A recreated spinning jenny, a large wooden machine that features a 3-foot-diameter operating wheel next to wooden bar threaded with rows of fiber connect to spindles at each end.

In 1812, Jefferson expanded and mechanized cloth manufacturing at Monticello, establishing a textile workshop in a building along Mulberry Row originally constructed as housing for free white workers, and introducing two 18th-century inventions – the loom with a "flying shuttle" (1733) and the "spinning jenny" (1770) – that greatly increased the amount of cloth his enslaved spinners and weavers could make.

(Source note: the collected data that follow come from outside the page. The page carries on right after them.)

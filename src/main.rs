use backbone::cli::{Cli, Commands};
use backbone::BackboneError;
use clap::Parser;
use colored::*;
use std::process;
use tracing_subscriber::EnvFilter;

fn main() {
    let cli = Cli::parse();

    // RUST_LOG wins over BACKBONE_LOG; -v raises the default
    let default_level = match cli.verbose {
        0 => "info",
        1 => "debug",
        _ => "trace",
    };
    let log_level = std::env::var("BACKBONE_LOG").unwrap_or_else(|_| default_level.to_string());
    tracing_subscriber::fmt()
        .with_env_filter(
            EnvFilter::try_from_default_env().unwrap_or_else(|_| EnvFilter::new(&log_level)),
        )
        .with_writer(std::io::stderr)
        .init();

    if let Err(e) = run(cli) {
        eprintln!("{} {}", "Error:".red().bold(), e);

        let exit_code = match e.downcast_ref::<BackboneError>() {
            Some(BackboneError::Config(_)) => 2,
            Some(BackboneError::Io(_)) => 3,
            Some(BackboneError::Schema { .. }) | Some(BackboneError::Parse(_)) => 4,
            Some(BackboneError::Structural { .. }) => 5,
            _ => 1,
        };
        process::exit(exit_code);
    }
}

fn run(cli: Cli) -> anyhow::Result<()> {
    let num_threads = if cli.threads == 0 {
        num_cpus::get()
    } else {
        cli.threads
    };

    rayon::ThreadPoolBuilder::new()
        .num_threads(num_threads)
        .build_global()
        .map_err(|e| anyhow::anyhow!("Failed to initialize thread pool: {}", e))?;
    tracing::debug!("Using {} threads", num_threads);

    match cli.command {
        Commands::Build(args) => backbone::cli::commands::build::run(args),
        Commands::Search(args) => backbone::cli::commands::search::run(args),
    }
}
//! Provider rule engine.
//!
//! Conditions are data: a closed tagged enum deserialized from provider JSON.
//! Regex conditions are compiled by [`TaxonCondition::compile`] when providers are
//! loaded, so a bad pattern fails before any record is read.

use crate::bio::names::{collapse_whitespace, insensitive, normalise_author, NameAnalyser};
use crate::bio::{NameKey, NameType, NomenclaturalCode, TaxonomicRank, TaxonomicStatus};
use crate::core::instance::TaxonConceptInstance;
use crate::{BackboneError, Result};
use regex::{Regex, RegexBuilder};
use serde::{Deserialize, Serialize};

/// How string fields in a match condition are compared
#[derive(Debug, Clone, Copy, PartialEq, Eq, Default, Serialize, Deserialize)]
#[serde(rename_all = "lowercase")]
pub enum NameMatchType {
    #[default]
    Exact,
    /// Upper-case with whitespace collapsed
    Insensitive,
    /// Compared through the name analyser
    Normalised,
    /// Case-insensitive whole-string regular expression
    Regex,
}

#[derive(Debug, Clone, Serialize, Deserialize)]
#[serde(tag = "type", rename_all = "lowercase")]
pub enum TaxonCondition {
    Match(MatchTaxonCondition),
    And { and: Vec<TaxonCondition> },
    Or { or: Vec<TaxonCondition> },
}

impl TaxonCondition {
    pub fn matches(&self, instance: &TaxonConceptInstance, key: &NameKey) -> bool {
        match self {
            TaxonCondition::Match(condition) => condition.matches(instance, key),
            TaxonCondition::And { and } => and.iter().all(|c| c.matches(instance, key)),
            TaxonCondition::Or { or } => or.iter().any(|c| c.matches(instance, key)),
        }
    }

    /// Compile regular expressions and normalised forms
    pub fn compile(&mut self) -> Result<()> {
        match self {
            TaxonCondition::Match(condition) => condition.compile(),
            TaxonCondition::And { and: conditions } | TaxonCondition::Or { or: conditions } => {
                if conditions.is_empty() {
                    return Err(BackboneError::Config(
                        "and/or condition with no sub-conditions".to_string(),
                    ));
                }
                conditions.iter_mut().try_for_each(TaxonCondition::compile)
            }
        }
    }

    /// Human-readable rendering used in forbid explanations and issues
    pub fn explain(&self) -> String {
        match self {
            TaxonCondition::Match(condition) => condition.explain(),
            TaxonCondition::And { and } => join_explanations(and, " AND "),
            TaxonCondition::Or { or } => join_explanations(or, " OR "),
        }
    }
}

fn join_explanations(conditions: &[TaxonCondition], separator: &str) -> String {
    conditions
        .iter()
        .map(|c| match c {
            TaxonCondition::Match(_) => c.explain(),
            _ => format!("({})", c.explain()),
        })
        .collect::<Vec<_>>()
        .join(separator)
}

/// Field-by-field condition. Every field that is present must hold.
#[derive(Debug, Clone, Default, Serialize, Deserialize)]
#[serde(rename_all = "camelCase", deny_unknown_fields)]
pub struct MatchTaxonCondition {
    #[serde(default, skip_serializing_if = "Option::is_none")]
    pub nomenclatural_code: Option<NomenclaturalCode>,
    #[serde(default, rename = "datasetID", skip_serializing_if = "Option::is_none")]
    pub dataset_id: Option<String>,
    #[serde(default, skip_serializing_if = "Option::is_none")]
    pub scientific_name: Option<String>,
    #[serde(default, skip_serializing_if = "Option::is_none")]
    pub scientific_name_authorship: Option<String>,
    #[serde(default)]
    pub match_type: NameMatchType,
    #[serde(default, skip_serializing_if = "Option::is_none")]
    pub taxonomic_status: Option<TaxonomicStatus>,
    #[serde(default, skip_serializing_if = "Option::is_none")]
    pub nomenclatural_status: Option<String>,
    #[serde(default, skip_serializing_if = "Option::is_none")]
    pub name_type: Option<NameType>,
    #[serde(default, skip_serializing_if = "Option::is_none")]
    pub taxon_rank: Option<TaxonomicRank>,
    #[serde(default, skip_serializing_if = "Option::is_none")]
    pub year: Option<String>,

    #[serde(skip)]
    compiled: CompiledMatch,
}

#[derive(Debug, Clone, Default)]
struct CompiledMatch {
    name: Option<StringMatcher>,
    author: Option<StringMatcher>,
}

#[derive(Debug, Clone)]
enum StringMatcher {
    Exact(String),
    Insensitive(String),
    NormalisedName(String),
    NormalisedAuthor(Option<String>),
    Pattern(Regex),
}

impl MatchTaxonCondition {
    pub fn with_scientific_name(mut self, name: impl Into<String>, match_type: NameMatchType) -> Self {
        self.scientific_name = Some(name.into());
        self.match_type = match_type;
        self
    }

    pub fn with_authorship(mut self, author: impl Into<String>) -> Self {
        self.scientific_name_authorship = Some(author.into());
        self
    }

    pub fn with_status(mut self, status: TaxonomicStatus) -> Self {
        self.taxonomic_status = Some(status);
        self
    }

    pub fn with_rank(mut self, rank: TaxonomicRank) -> Self {
        self.taxon_rank = Some(rank);
        self
    }

    pub fn with_code(mut self, code: NomenclaturalCode) -> Self {
        self.nomenclatural_code = Some(code);
        self
    }

    pub fn with_dataset(mut self, dataset_id: impl Into<String>) -> Self {
        self.dataset_id = Some(dataset_id.into());
        self
    }

    pub fn with_name_type(mut self, name_type: NameType) -> Self {
        self.name_type = Some(name_type);
        self
    }

    /// Wrap into a condition, compiling patterns
    pub fn build(self) -> Result<TaxonCondition> {
        let mut condition = TaxonCondition::Match(self);
        condition.compile()?;
        Ok(condition)
    }

    fn compile(&mut self) -> Result<()> {
        self.compiled.name = self
            .scientific_name
            .as_deref()
            .map(|name| string_matcher(name, self.match_type, false))
            .transpose()?;
        self.compiled.author = self
            .scientific_name_authorship
            .as_deref()
            .map(|author| string_matcher(author, self.match_type, true))
            .transpose()?;
        Ok(())
    }

    pub fn matches(&self, instance: &TaxonConceptInstance, key: &NameKey) -> bool {
        if self.nomenclatural_code.is_some() && self.nomenclatural_code != instance.code {
            return false;
        }
        if self.dataset_id.is_some() && self.dataset_id != instance.dataset_id {
            return false;
        }
        if let Some(status) = self.taxonomic_status {
            if status != instance.status {
                return false;
            }
        }
        if let Some(status) = &self.nomenclatural_status {
            if !instance.nomenclatural_status.contains(status) {
                return false;
            }
        }
        if let Some(name_type) = self.name_type {
            if name_type != key.name_type {
                return false;
            }
        }
        if let Some(rank) = self.taxon_rank {
            if rank != instance.rank {
                return false;
            }
        }
        if self.year.is_some() && self.year != instance.year {
            return false;
        }
        if self.scientific_name.is_some() {
            match &self.compiled.name {
                Some(matcher) => {
                    if !matcher.matches(Some(&instance.scientific_name), Some(&key.scientific_name)) {
                        return false;
                    }
                }
                None => return false,
            }
        }
        if self.scientific_name_authorship.is_some() {
            match &self.compiled.author {
                Some(matcher) => {
                    if !matcher.matches(instance.authorship.as_deref(), key.authorship.as_deref()) {
                        return false;
                    }
                }
                None => return false,
            }
        }
        true
    }

    pub fn explain(&self) -> String {
        let mut parts = Vec::new();
        if let Some(code) = &self.nomenclatural_code {
            parts.push(format!("nomenclaturalCode:{}", code));
        }
        if let Some(dataset) = &self.dataset_id {
            parts.push(format!("datasetID:{}", dataset));
        }
        if let Some(name) = &self.scientific_name {
            parts.push(format!("scientificName:{}", name));
        }
        if let Some(author) = &self.scientific_name_authorship {
            parts.push(format!("scientificNameAuthorship:{}", author));
        }
        if self.match_type != NameMatchType::Exact {
            let match_type = format!("{:?}", self.match_type).to_lowercase();
            parts.push(format!("matchType:{}", match_type));
        }
        if let Some(status) = &self.taxonomic_status {
            parts.push(format!("taxonomicStatus:{}", status));
        }
        if let Some(status) = &self.nomenclatural_status {
            parts.push(format!("nomenclaturalStatus:{}", status));
        }
        if let Some(name_type) = &self.name_type {
            parts.push(format!("nameType:{}", name_type));
        }
        if let Some(rank) = &self.taxon_rank {
            parts.push(format!("taxonRank:{}", rank));
        }
        if let Some(year) = &self.year {
            parts.push(format!("year:{}", year));
        }
        parts.join(" ")
    }
}

fn string_matcher(value: &str, match_type: NameMatchType, author: bool) -> Result<StringMatcher> {
    let matcher = match match_type {
        NameMatchType::Exact => StringMatcher::Exact(value.to_string()),
        NameMatchType::Insensitive => StringMatcher::Insensitive(insensitive(value)),
        NameMatchType::Normalised if author => {
            StringMatcher::NormalisedAuthor(normalise_author(value))
        }
        NameMatchType::Normalised => {
            let name = NameAnalyser::new()
                .analyse(None, value, None, None)
                .map(|a| a.key.scientific_name)
                .unwrap_or_else(|_| insensitive(value));
            StringMatcher::NormalisedName(name)
        }
        NameMatchType::Regex => {
            let pattern = RegexBuilder::new(&format!("^(?:{})$", value))
                .case_insensitive(true)
                .build()
                .map_err(|e| BackboneError::Config(format!("Bad condition regex {}: {}", value, e)))?;
            StringMatcher::Pattern(pattern)
        }
    };
    Ok(matcher)
}

impl StringMatcher {
    /// Compare against the raw value and the key value of a name or author
    fn matches(&self, raw: Option<&str>, key: Option<&str>) -> bool {
        match self {
            StringMatcher::Exact(value) => raw == Some(value.as_str()),
            StringMatcher::Insensitive(value) => raw.map(insensitive).as_deref() == Some(value.as_str()),
            StringMatcher::NormalisedName(value) => key == Some(value.as_str()),
            StringMatcher::NormalisedAuthor(value) => key == value.as_deref(),
            StringMatcher::Pattern(pattern) => raw.map(|r| pattern.is_match(&collapse_whitespace(r))).unwrap_or(false),
        }
    }
}

/// Add `adjustment` to the score when `condition` matches
#[derive(Debug, Clone, Serialize, Deserialize)]
pub struct ScoreAdjustment {
    pub condition: TaxonCondition,
    pub adjustment: i32,
}

/// Forbidden conditions plus ordered score adjustments
#[derive(Debug, Clone, Default, Serialize, Deserialize)]
pub struct ScoreAdjuster {
    #[serde(default)]
    pub forbidden: Vec<TaxonCondition>,
    #[serde(default)]
    pub adjustments: Vec<ScoreAdjustment>,
}

impl ScoreAdjuster {
    pub fn new() -> Self {
        Self::default()
    }

    pub fn forbid_when(mut self, condition: TaxonCondition) -> Self {
        self.forbidden.push(condition);
        self
    }

    pub fn adjust_when(mut self, condition: TaxonCondition, adjustment: i32) -> Self {
        self.adjustments.push(ScoreAdjustment {
            condition,
            adjustment,
        });
        self
    }

    pub fn is_empty(&self) -> bool {
        self.forbidden.is_empty() && self.adjustments.is_empty()
    }

    pub fn compile(&mut self) -> Result<()> {
        for condition in &mut self.forbidden {
            condition.compile()?;
        }
        for adjustment in &mut self.adjustments {
            adjustment.condition.compile()?;
        }
        Ok(())
    }

    /// Explanation of the first forbidding condition that matches
    pub fn forbid(&self, instance: &TaxonConceptInstance, key: &NameKey) -> Option<String> {
        self.forbidden
            .iter()
            .find(|c| c.matches(instance, key))
            .map(TaxonCondition::explain)
    }

    /// Fold matching adjustments onto a base score, in declaration order
    pub fn score(&self, base: i32, instance: &TaxonConceptInstance, key: &NameKey) -> i32 {
        self.adjustments.iter().fold(base, |score, adj| {
            if adj.condition.matches(instance, key) {
                score + adj.adjustment
            } else {
                score
            }
        })
    }
}

/// Conditional rewrite of name key components
#[derive(Debug, Clone, Serialize, Deserialize)]
#[serde(rename_all = "camelCase")]
pub struct KeyAdjustment {
    pub condition: TaxonCondition,
    #[serde(default)]
    pub nomenclatural_code: Option<NomenclaturalCode>,
    #[serde(default)]
    pub scientific_name: Option<String>,
    #[serde(default)]
    pub scientific_name_authorship: Option<String>,
    #[serde(default)]
    pub name_type: Option<NameType>,
    #[serde(default)]
    pub rank: Option<TaxonomicRank>,
}

impl KeyAdjustment {
    pub fn adjust(&self, key: NameKey, instance: &TaxonConceptInstance) -> NameKey {
        if !self.condition.matches(instance, &key) {
            return key;
        }
        let mut adjusted = key;
        if let Some(code) = self.nomenclatural_code {
            adjusted.code = Some(code);
        }
        if let Some(name) = &self.scientific_name {
            adjusted.scientific_name = insensitive(name);
        }
        if let Some(author) = &self.scientific_name_authorship {
            adjusted.authorship = normalise_author(author);
        }
        if let Some(name_type) = self.name_type {
            adjusted.name_type = name_type;
        }
        if let Some(rank) = self.rank {
            adjusted.rank = rank;
        }
        adjusted
    }
}

#[derive(Debug, Clone, Default, Serialize, Deserialize)]
pub struct KeyAdjuster {
    #[serde(default)]
    pub adjustments: Vec<KeyAdjustment>,
}

impl KeyAdjuster {
    pub fn compile(&mut self) -> Result<()> {
        for adjustment in &mut self.adjustments {
            adjustment.condition.compile()?;
        }
        Ok(())
    }

    /// Apply every adjustment in order; each sees the result of the previous one
    pub fn adjust(&self, key: NameKey, instance: &TaxonConceptInstance) -> NameKey {
        self.adjustments
            .iter()
            .fold(key, |key, adjustment| adjustment.adjust(key, instance))
    }
}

By 1815, a dozen enslaved women, girls, and some young boys – working as spinners, weavers, carders, and quillers – made cloth from wool, hemp, and cotton in the textile shop. Thanks to their labor and to the new looms and jennys, Jefferson could report, "I make in my family 2000. yds of cloth a year, which I formerly bought from England, and it only employs a few women, children & invalids who could do little in the farm."

Randal and John Hern, two young carders, used hand cards or a carding machine to brush the raw material into long rolls of fiber called roving.  Aggy, a spinner, fed the roving onto a spinning jenny, which separated the fibers before twisting them into thread and winding them onto 24 different spools. Eliza, a young quiller, removed the spools from the spinning jennies and brought them to a loom. Dolly then wove the thread into cloth on a fly-shuttle loom. The enslaved workers were instructed by William McLure, a hired weaver who worked at Monticello from 1812–14.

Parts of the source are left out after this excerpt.